Filed under: Books
Long plane rides, and a stunted work schedule allowed for some more good reading this month. I am back to the grind in Korea for anyone who is confused.
In reverse order:
The Sweetness at the Bottom of the Pie by C. Alan Bradley
I first heard about this book from an NPR story on Mysteries You Might Have Missed Along the Way. I really enjoyed reading the uppity eleven-year-old protagonist as she tries to clear her father’s name of a murder over a rare stamp.
Free Food for Millionaires by Min Jin Lee
Casey Han is an first generation Korean-American. Although fully a New York City girl, her parents are Korean immigrants that eventually kick her out of the house for not following their wishes. As her parents struggle with their unfulfilled desires, Casey develops an addiction to shopping, men, and marveling at the differences between Korean and white cultures in the Big Apple. Although it took me a while to get into this book, I ended up really enjoying it. I felt like I knew Casey as a real person, she could be any of the women I see everyday here in Seoul, addicted to shopping, status, and the pursuit of a good (or at least rich) man. Although this may sound like a premise of a chi-lit book, it was far from it. More of a sweeping look at culture, relationships, and money.
The Fifth Book of Peace by Maxine Hong Kingston
I really wanted to like this book, but it really just wasn’t that good. It was divided into five different sections, some fiction, some non-fiction. The first section was fantastic. A recount of Kingston’s return from helping her dying father to find her house, and her latest manuscript, in flames. She tries to recreate the manuscript, but the story falls exceptionally flat. I agree with, and really wanted to rally for this book’s anti-war stance, but it’s not the kind of book you could pass around to friends hoping to win converts.
by Dorothy Allison
I think for someone who isn’t already a Dorothy Allison convert, this might be a tough read. I’ve read both of her major works of fiction, and I thought I had read all of her non-fiction until this came up as last months pick for the Seoul Women’s Bookclub. I really enjoyed it, but I think it is meant more for a women’s studies class on sexuality than it is for light weekend reading. I read it on the plane back to the states and had to put it down when I got paranoid that the men sitting on either side of me might be looking over my shoulder at the chapter regarding the proper use of dildos.

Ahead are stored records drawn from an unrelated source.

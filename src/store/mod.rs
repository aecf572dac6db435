// SPDX-FileCopyrightText: 2026 Bruno Meilick
// SPDX-License-Identifier: LicenseRef-Nestdraw-FreeUse-NoCopy-NoDerivatives
//
// All rights reserved.
//
// This file is part of Nestdraw and is proprietary software.
// Unauthorized copying, modification, or distribution is prohibited.

//! Persistence for documents on disk.
//!
//! [`codec`] turns a navigation state into the JSON document format and back; [`graph_file`]
//! reads and atomically writes the document file used by both the TUI and the MCP server.

pub mod codec;
pub mod graph_file;

pub use codec::{decode_state, encode_state, DocumentError};
pub use graph_file::{GraphFile, StoreError, WriteDurability, DEFAULT_FILE_NAME};
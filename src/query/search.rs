// SPDX-FileCopyrightText: 2026 Bruno Meilick
// SPDX-License-Identifier: LicenseRef-Nestdraw-FreeUse-NoCopy-NoDerivatives
//
// All rights reserved.
//
// This file is part of Nestdraw and is proprietary software.
// Unauthorized copying, modification, or distribution is prohibited.

use crate::model::{DiagramLevel, NodeId, NodeKind};
use crate::nav::linkage::{assemble_root, walk};
use crate::nav::Navigator;
use crate::surface::RenderSurface;

/// Separator used when a path is shown as one string.
pub const PATH_SEPARATOR: &str = " / ";

/// One node of the document together with the labels of the levels leading to it.
#[derive(Debug, Clone, PartialEq, Eq)]
pub struct SearchEntry {
    pub node_id: NodeId,
    pub label: Option<String>,
    pub kind: NodeKind,
    /// Ancestor labels, starting with `"Root"`.
    pub path: Vec<String>,
}

impl SearchEntry {
    /// Depth of the level holding the node (0 for the root).
    pub fn depth(&self) -> usize {
        self.path.len().saturating_sub(1)
    }

    pub fn path_display(&self) -> String {
        self.path.join(PATH_SEPARATOR)
    }

    fn matches(&self, needle: &str) -> bool {
        match self.label.as_deref() {
            Some(label) if !label.is_empty() => label.to_lowercase().contains(needle),
            _ => false,
        }
    }
}

/// Flat, traversal-ordered list of every node in the document.
#[derive(Debug, Clone, Default, PartialEq, Eq)]
pub struct SearchIndex {
    entries: Vec<SearchEntry>,
}

impl SearchIndex {
    /// Indexes the live document, including edits still pending on the surface.
    pub fn build<S: RenderSurface>(navigator: &mut Navigator<S>) -> Self {
        navigator.capture_current_level();
        let root = assemble_root(navigator.current(), navigator.stack());
        Self::from_root(&root)
    }

    pub fn from_root(root: &DiagramLevel) -> Self {
        let mut entries = Vec::new();
        walk(root, &mut |node, path| {
            entries.push(SearchEntry {
                node_id: node.id().clone(),
                label: node.label().map(str::to_owned),
                kind: node.kind(),
                path: path.to_vec(),
            });
        });
        Self { entries }
    }

    pub fn entries(&self) -> &[SearchEntry] {
        &self.entries
    }

    pub fn len(&self) -> usize {
        self.entries.len()
    }

    pub fn is_empty(&self) -> bool {
        self.entries.is_empty()
    }

    /// Case-insensitive substring match on labels, in traversal order.
    ///
    /// A blank query matches every entry, labelled or not. Other queries are matched as typed,
    /// surrounding whitespace included.
    pub fn search(&self, query: &str) -> Vec<&SearchEntry> {
        if query.trim().is_empty() {
            return self.entries.iter().collect();
        }
        let needle = query.to_lowercase();
        self.entries.iter().filter(|entry| entry.matches(&needle)).collect()
    }
}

When My Name Was Keoko by Linda Sue Park
This was an amazing book recommended by my friend Susan at Naked Without Books. It outlines Japanese occupation of Korea during WWII from a young brother and sister’s perspective. The title of the book refers to the fact that all Koreans were forced to change their names to Japanese names and learn Japanese language exclusively in the schools. Part of the book talks about secretly learning to read Hangul at home after hours, and an elderly neighbor who refused to learn Japanese after the words for 1-5, so they had to rush her outside for the daily line-ups to make sure she was a low enough number that she could speak. I’d say this is my top recommendation for the month.
Bright-sided: How the Relentless Promotion of Positive Thinking Has Undermined America By Barbara Ehrenreich
I’ve been a fan of a couple of Ehrenreich’s books in the past, but this one was not at all convincing. Her interview with John Stewart was way more entertaining than the book. The beginning chapters where she chronicles her battle with breast cancer and the relentless barrage of “positive thinkers” in the cancer community was relevant and interesting. After that she goes into a history of positive thinking in America and the book looses a lot of momentum when she takes it from the personal to the research angle. It was a good read overall, but not nearly as convincing as the work she’s done on poverty and job inequity in America.
|The Daily Show With Jon Stewart||Mon – Thurs 11p / 10c|
Buried Deep (Retrieval Artist Novels, No. 4) by Kristine Rusch
I started the month with my occasional delve into the sci-fi realm. This was a fantastic read. Everything good sci-fi should be: lyrical, anthropological, and convincing. I didn’t even realize that it was the fourth in a series until I had finished it, but really it made no difference.